Further, even though the lubricant penetrates well into the gap between the pin and the bush, even when the chain is used under a high load and a high rotation speed, the lubricant does not scatter or desorb, and the lubricating performance is improved. Does not decrease.

The lubricant composition is stable without change even when used in direct sunlight, in a high-temperature atmosphere, or in a place where there is a lot of dust or rainwater.

Even when the present lubricant composition adheres to an undesired portion or when it is excessively applied to a chain, the present composition has a low viscosity and can be easily wiped off. Because there is no dust, it is less likely that dirt will adhere and become dirty.

Furthermore, even at low temperatures, the performance of the chain can be maintained without impairing the flexibility and followability of the coating film. Due to the above performance, it is particularly useful as a lubricant for industrial chains such as forklifts, motorcycles, bicycles and agricultural equipment. Can be used.

[0034]

BEST MODE FOR CARRYING OUT THE INVENTION

EXAMPLES Preparation of aerosol lubricants, Examples 1 to 14,
Comparative Examples 1 to 12 The formulations shown in Table 1 were mixed in the amounts as described, and 150 mL of each component and 350 mL of liquefied propane as a propellant were used to fill an aerosol can. Also,
As shown in Table 2, the composition of the comparative example was mixed to prepare a composition as a comparative example, and filled in an aerosol can in the same manner as described above.

[0035]

[Table 1]

[0036]

[Table 2]

Lubricity test using chain Chain # 50 25 links, rotation speed 2300 rpm,
Sprocket 15T × 43T, tensile load 150kg ×
A test on the lubricity of the chain was performed under the conditions according to No. 2. The method of application to the chain is to degrease, wash and dry the above chain,
The chain was hung and the compositions prepared from four directions were sprayed evenly and allowed to stand still at 25 ° C. for 10 minutes. The chain was set and rotated, and the length of the chain was measured periodically. In addition, 72 hours, 96 hours, 12 hours
After the elapse of 0 hours, the elongation of the chain is measured, and the lubricating composition is sprayed by spraying a further prepared composition in a state where the chain is set without performing degreasing or washing, and the lubricating composition is permeated, and left as it is for 10 minutes to rotate. Continued. Table 3 shows the results. The experiment was stopped when the elongation exceeded 1%.

[0038]

[Table 3]

[0039]

[Brief description of the drawings]

FIG. 1 is a graph showing Examples 1, 2, and 3 as time on the X axis and elongation of the chain on the Y axis.
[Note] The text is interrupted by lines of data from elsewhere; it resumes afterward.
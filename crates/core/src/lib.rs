//! Glowcart Core - client-side state for the skincare storefront.
//!
//! This crate provides the state the storefront and admin dashboard render
//! from:
//! - `storefront` - Network side: order sync, catalog, user records, sessions
//! - `cli` - Command-line surface over the storefront library
//!
//! # Architecture
//!
//! The core crate contains only types, stores and pure view computations -
//! no I/O, no HTTP clients. Every mutation here is synchronous and cannot
//! fail; invariants (positive quantities, unique IDs) are enforced by the
//! stores themselves.
//!
//! # Modules
//!
//! - [`types`] - IDs, prices, statuses and the remote record shapes
//! - [`cart`] - Cart store
//! - [`favorites`] - Favorites store
//! - [`checkout`] - Checkout totals
//! - [`view`] - Filtering, sorting and pagination

#![cfg_attr(not(test), forbid(unsafe_code))]

pub mod cart;
pub mod checkout;
pub mod favorites;
pub mod types;
pub mod view;

pub use cart::{Cart, CartLineItem};
pub use checkout::CheckoutSummary;
pub use favorites::{FavoriteItem, Favorites};
pub use types::*;
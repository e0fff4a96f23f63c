//! Status enums for various entities.

use serde::{Deserialize, Serialize};
use thiserror::Error;

/// Error parsing a status string.
#[derive(Debug, Clone, PartialEq, Eq, Error)]
#[error("invalid order status: {0}")]
pub struct ParseStatusError(pub String);

/// Order status as stored in the record store.
///
/// The admin dashboard moves orders between these freely; the only rule is
/// that re-saving the current status is not a change.
#[derive(Debug, Clone, Copy, PartialEq, Eq, Hash, Serialize, Deserialize, Default)]
#[serde(rename_all = "lowercase")]
pub enum OrderStatus {
    #[default]
    Pending,
    Completed,
    Canceled,
}

impl OrderStatus {
    /// All statuses in dashboard display order.
    pub const ALL: [Self; 3] = [Self::Pending, Self::Completed, Self::Canceled];

    /// Lowercase wire name.
    #[must_use]
    pub const fn as_str(self) -> &'static str {
        match self {
            Self::Pending => "pending",
            Self::Completed => "completed",
            Self::Canceled => "canceled",
        }
    }
}

impl std::fmt::Display for OrderStatus {
    fn fmt(&self, f: &mut std::fmt::Formatter<'_>) -> std::fmt::Result {
        f.write_str(self.as_str())
    }
}

impl std::str::FromStr for OrderStatus {
    type Err = ParseStatusError;

    /// Parses case-insensitively, so `"Pending"` from a filter dropdown and
    /// `"pending"` from the wire both work.
    fn from_str(s: &str) -> Result<Self, Self::Err> {
        Self::ALL
            .into_iter()
            .find(|status| status.as_str().eq_ignore_ascii_case(s.trim()))
            .ok_or_else(|| ParseStatusError(s.to_string()))
    }
}

/// Request lifecycle of a store that synchronizes with a remote service.
///
/// Tracked once per fetch-all, not per record.
#[derive(Debug, Clone, PartialEq, Eq, Default)]
pub enum LoadState {
    #[default]
    Idle,
    Loading,
    Ready,
    /// The last fetch failed; carries a display message.
    Error(String),
}

impl LoadState {
    /// Whether a fetch is in flight.
    #[must_use]
    pub const fn is_loading(&self) -> bool {
        matches!(self, Self::Loading)
    }
}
FIG. 2 is a graph in which the X axis represents time and the Y axis represents chain elongation for Examples 4, 5, and 6;

FIG. 3 is a graph showing Examples 7, 8, and 9 as time on the X-axis and elongation of the chain on the Y-axis.
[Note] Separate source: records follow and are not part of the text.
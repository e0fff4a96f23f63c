//! User records from the record store.

use std::fmt;

use serde::{Deserialize, Serialize};
use serde_json::{Map, Value};

use super::UserId;
use crate::cart::CartLineItem;
use crate::favorites::FavoriteItem;

/// A user record as stored remotely.
///
/// Only the session-relevant fields are typed. Everything else on the record
/// (password, phone, avatar) is carried through `profile` untouched so a PUT
/// of this record never drops fields the client does not know about.
#[derive(Debug, Clone, PartialEq, Serialize, Deserialize)]
pub struct UserRecord {
    pub id: UserId,
    #[serde(default, skip_serializing_if = "Option::is_none")]
    pub name: Option<String>,
    #[serde(default, skip_serializing_if = "Option::is_none")]
    pub email: Option<String>,
    #[serde(default)]
    pub cart: Vec<CartLineItem>,
    #[serde(default)]
    pub favorites: Vec<FavoriteItem>,
    #[serde(flatten)]
    pub profile: Map<String, Value>,
}

impl UserRecord {
    /// Name to show in listings, falling back to email then ID.
    #[must_use]
    pub fn display_name(&self) -> &str {
        self.name
            .as_deref()
            .or(self.email.as_deref())
            .unwrap_or_else(|| self.id.as_str())
    }

    /// Overwrite the account fields set in `edit`, leaving everything else
    /// (cart, favorites, unknown profile fields) as it is.
    pub fn apply_edit(&mut self, edit: ProfileEdit) {
        if let Some(name) = edit.name {
            self.name = Some(name);
        }
        if let Some(email) = edit.email {
            self.email = Some(email);
        }
        if let Some(password) = edit.password {
            self.profile
                .insert(PASSWORD_FIELD.to_string(), Value::String(password));
        }
    }
}

/// Record field holding the account password.
const PASSWORD_FIELD: &str = "password";

/// Account fields an admin can change on a user record.
///
/// `None` keeps the current value.
#[derive(Clone, Default, PartialEq, Eq)]
pub struct ProfileEdit {
    pub name: Option<String>,
    pub email: Option<String>,
    pub password: Option<String>,
}

impl ProfileEdit {
    /// Whether the edit changes nothing.
    #[must_use]
    pub const fn is_empty(&self) -> bool {
        self.name.is_none() && self.email.is_none() && self.password.is_none()
    }
}

impl fmt::Debug for ProfileEdit {
    fn fmt(&self, f: &mut fmt::Formatter<'_>) -> fmt::Result {
        f.debug_struct("ProfileEdit")
            .field("name", &self.name)
            .field("email", &self.email)
            .field("password", &self.password.as_ref().map(|_| "[REDACTED]"))
            .finish()
    }
}

#[cfg(test)]
#[allow(clippy::unwrap_used)]
mod tests {
    use super::*;

    #[test]
    fn test_missing_cart_and_favorites_default_empty() {
        let user: UserRecord =
            serde_json::from_str(r#"{"id": "12", "name": "Sara", "email": "sara@example.com"}"#)
                .unwrap();
        assert!(user.cart.is_empty());
        assert!(user.favorites.is_empty());
        assert_eq!(user.display_name(), "Sara");
    }

    #[test]
    fn test_unknown_fields_survive_roundtrip() {
        let json = r#"{"id": "3", "email": "a@b.c", "password": "Secret1", "phone": "0100"}"#;
        let user: UserRecord = serde_json::from_str(json).unwrap();
        let value = serde_json::to_value(&user).unwrap();
        assert_eq!(value["password"], "Secret1");
        assert_eq!(value["phone"], "0100");
        assert_eq!(user.display_name(), "a@b.c");
    }

    #[test]
    fn test_apply_edit_keeps_untouched_fields() {
        let json = r#"{
            "id": "3",
            "name": "Sara",
            "email": "sara@example.com",
            "password": "Secret1",
            "phone": "0100",
            "cart": [{"id": 1, "name": "Toner", "price": 15, "quantity": 2}]
        }"#;
        let mut user: UserRecord = serde_json::from_str(json).unwrap();

        user.apply_edit(ProfileEdit {
            email: Some("sara.ali@example.com".to_string()),
            password: Some("Secret2".to_string()),
            ..ProfileEdit::default()
        });

        let value = serde_json::to_value(&user).unwrap();
        assert_eq!(value["name"], "Sara");
        assert_eq!(value["email"], "sara.ali@example.com");
        assert_eq!(value["password"], "Secret2");
        assert_eq!(value["phone"], "0100");
        assert_eq!(user.cart.len(), 1);
    }

    #[test]
    fn test_profile_edit_debug_redacts_password() {
        let edit = ProfileEdit {
            password: Some("Secret2".to_string()),
            ..ProfileEdit::default()
        };
        assert!(!edit.is_empty());
        assert!(!format!("{edit:?}").contains("Secret2"));
        assert!(ProfileEdit::default().is_empty());
    }
}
FIG. 4 is a graph in which the X axis represents time and the Y axis represents chain elongation in Examples 10, 11, and 12.

FIG. 5 is a graph in which the X-axis represents time and the Y-axis represents chain elongation in Examples 13 and 14.
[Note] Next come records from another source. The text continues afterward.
//! Order store synchronized with the remote record store.
//!
//! The remote store is authoritative. The local collection is a cache that
//! is replaced on every successful fetch and patched only with what the
//! remote store confirms: a failed request never touches local state.
//!
//! # Concurrency
//!
//! Operations may be in flight together. No lock is held across a network
//! await, so updates and deletes on different orders never wait on each
//! other. Two writes to the same order race at the remote store, and the last
//! one to complete decides the local copy.
//!
//! A `fetch_all` that is overtaken by a newer `fetch_all` has its result
//! dropped, so a slow early response cannot roll the cache back.

use std::future::Future;
use std::sync::atomic::{AtomicU64, Ordering};
use std::sync::{Arc, PoisonError, RwLock, RwLockReadGuard, RwLockWriteGuard};

use tracing::{debug, instrument, warn};

use glowcart_core::{LoadState, Order, OrderId, OrderStatus};

use crate::error::{Result, StoreError};

/// Remote operations the order store depends on.
///
/// Implemented by [`crate::records::RecordsClient`] over HTTP.
pub trait OrderBackend: Send + Sync + 'static {
    /// `GET /orders`
    fn fetch_orders(&self) -> impl Future<Output = Result<Vec<Order>>> + Send;

    /// `PUT /orders/{id}` with the full order; resolves to the persisted order.
    fn store_order(&self, order: &Order) -> impl Future<Output = Result<Order>> + Send;

    /// `DELETE /orders/{id}`
    fn remove_order(&self, id: &OrderId) -> impl Future<Output = Result<()>> + Send;
}

/// Outcome of a [`OrderStore::fetch_all`] that did not fail.
#[derive(Debug, Clone, Copy, PartialEq, Eq)]
pub enum FetchOutcome {
    /// The cache now holds this many orders.
    Applied(usize),
    /// A newer fetch was issued before this one resolved; its result was
    /// dropped.
    Superseded,
}

/// Point-in-time copy of the store for rendering.
#[derive(Debug, Clone, Default, PartialEq, Eq)]
pub struct OrderSnapshot {
    pub orders: Vec<Order>,
    pub load_state: LoadState,
}

/// Cached orders plus the fetch lifecycle.
///
/// Cheap to clone; clones share the same cache.
pub struct OrderStore<B> {
    inner: Arc<OrderStoreInner<B>>,
}

impl<B> Clone for OrderStore<B> {
    fn clone(&self) -> Self {
        Self {
            inner: Arc::clone(&self.inner),
        }
    }
}

struct OrderStoreInner<B> {
    backend: B,
    state: RwLock<OrderSnapshot>,
    /// Sequence number of the most recently issued fetch.
    latest_fetch: AtomicU64,
}

impl<B: OrderBackend> OrderStore<B> {
    /// Create an empty, idle store.
    #[must_use]
    pub fn new(backend: B) -> Self {
        Self {
            inner: Arc::new(OrderStoreInner {
                backend,
                state: RwLock::new(OrderSnapshot::default()),
                latest_fetch: AtomicU64::new(0),
            }),
        }
    }

    /// The backend this store synchronizes with.
    #[must_use]
    pub fn backend(&self) -> &B {
        &self.inner.backend
    }

    // A panic while holding the lock cannot leave the snapshot half-written:
    // every write replaces whole fields, so a poisoned lock is still usable.
    fn read(&self) -> RwLockReadGuard<'_, OrderSnapshot> {
        self.inner.state.read().unwrap_or_else(PoisonError::into_inner)
    }

    fn write(&self) -> RwLockWriteGuard<'_, OrderSnapshot> {
        self.inner.state.write().unwrap_or_else(PoisonError::into_inner)
    }

    /// Copy of the cached orders and load state.
    #[must_use]
    pub fn snapshot(&self) -> OrderSnapshot {
        self.read().clone()
    }

    /// Copy of the cached orders.
    #[must_use]
    pub fn orders(&self) -> Vec<Order> {
        self.read().orders.clone()
    }

    #[must_use]
    pub fn load_state(&self) -> LoadState {
        self.read().load_state.clone()
    }

    /// Cached order with `id`, if any.
    #[must_use]
    pub fn get(&self, id: &OrderId) -> Option<Order> {
        self.read().orders.iter().find(|order| order.id == *id).cloned()
    }

    #[must_use]
    pub fn len(&self) -> usize {
        self.read().orders.len()
    }

    #[must_use]
    pub fn is_empty(&self) -> bool {
        self.read().orders.is_empty()
    }

    /// Reload every order from the remote store.
    ///
    /// Moves the store to `Loading`, then to `Ready` with the fetched orders
    /// or to `Error` with the previous orders kept. A fetch overtaken by a
    /// newer one resolves to [`FetchOutcome::Superseded`] whether it
    /// succeeded or failed, and changes nothing.
    ///
    /// # Errors
    ///
    /// Returns the remote failure of a fetch that was still the latest.
    #[instrument(skip(self))]
    pub async fn fetch_all(&self) -> Result<FetchOutcome> {
        // Sequence and `Loading` change under one guard: a later-issued fetch
        // always marks the store after this one does
        let seq = {
            let mut state = self.write();
            state.load_state = LoadState::Loading;
            self.inner.latest_fetch.fetch_add(1, Ordering::SeqCst) + 1
        };

        let result = self.inner.backend.fetch_orders().await;

        let mut state = self.write();
        if self.inner.latest_fetch.load(Ordering::SeqCst) != seq {
            debug!(seq, ok = result.is_ok(), "Discarding superseded order fetch");
            return Ok(FetchOutcome::Superseded);
        }

        match result {
            Ok(orders) => {
                let count = orders.len();
                state.orders = orders;
                state.load_state = LoadState::Ready;
                drop(state);
                debug!(count, "Order cache replaced");
                Ok(FetchOutcome::Applied(count))
            }
            Err(e) => {
                state.load_state = LoadState::Error(e.to_string());
                drop(state);
                warn!(error = %e, "Failed to fetch orders");
                Err(e)
            }
        }
    }

    /// Change an order's status.
    ///
    /// Sends the cached order with the new status and, once the remote store
    /// confirms, replaces the cached copy with the order it echoed back.
    /// Saving the status an order already has sends nothing.
    ///
    /// # Errors
    ///
    /// Returns `StoreError::NotFound` if the order is not cached, or the
    /// remote failure. The cache is unchanged on error.
    #[instrument(skip(self))]
    pub async fn update_status(&self, id: &OrderId, status: OrderStatus) -> Result<Order> {
        let current = self
            .get(id)
            .ok_or_else(|| StoreError::NotFound(format!("order {id}")))?;

        if current.status == status {
            debug!("Status unchanged, skipping update");
            return Ok(current);
        }

        let echoed = self
            .inner
            .backend
            .store_order(&current.with_status(status))
            .await
            .inspect_err(|e| warn!(error = %e, "Failed to update order status"))?;

        let mut state = self.write();
        // An order deleted while the PUT was in flight stays deleted
        if let Some(slot) = state.orders.iter_mut().find(|order| order.id == echoed.id) {
            *slot = echoed.clone();
        }
        drop(state);

        Ok(echoed)
    }

    /// Delete an order remotely, then drop it from the cache.
    ///
    /// Deleting an order that is not cached still issues the request.
    ///
    /// # Errors
    ///
    /// Returns the remote failure. The cache is unchanged on error.
    #[instrument(skip(self))]
    pub async fn delete_order(&self, id: &OrderId) -> Result<()> {
        self.inner
            .backend
            .remove_order(id)
            .await
            .inspect_err(|e| warn!(error = %e, "Failed to delete order"))?;

        self.write().orders.retain(|order| order.id != *id);
        Ok(())
    }
}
FIG. 6 is a graph in which the X axis represents time and the Y axis represents chain elongation in Comparative Examples 1, 2, and 3;

FIG. 7 is a graph in which the X axis represents time and the Y axis represents chain elongation for Comparative Examples 4, 5, and 6;

FIG. 8 is a graph in which the X axis represents time and the Y axis represents chain elongation for Comparative Examples 7, 8, and 9;

FIG. 9 is a graph in which the X axis represents time and the Y axis represents chain elongation for Comparative Examples 10, 11, and 12;

Claims (3)

[Claims] 1. 100 parts by weight of a mineral or synthetic lubricating base oil, 5 to 10 parts by weight of a petroleum resin, 10 to 2 parts of a polyolefin.
0 parts by weight, 2 to 4 parts by weight of zinc dialkyldithiophosphate,
An aerosol lubricant composition for chains comprising 40 to 60 parts by weight of an organic solvent and a propellant. 2. The aerosol lubricant composition according to claim 1, wherein the organic solvent is isohexane. 3. The aerosol lubricant composition for a chain according to claim 1, wherein said polyolefin is polybutene.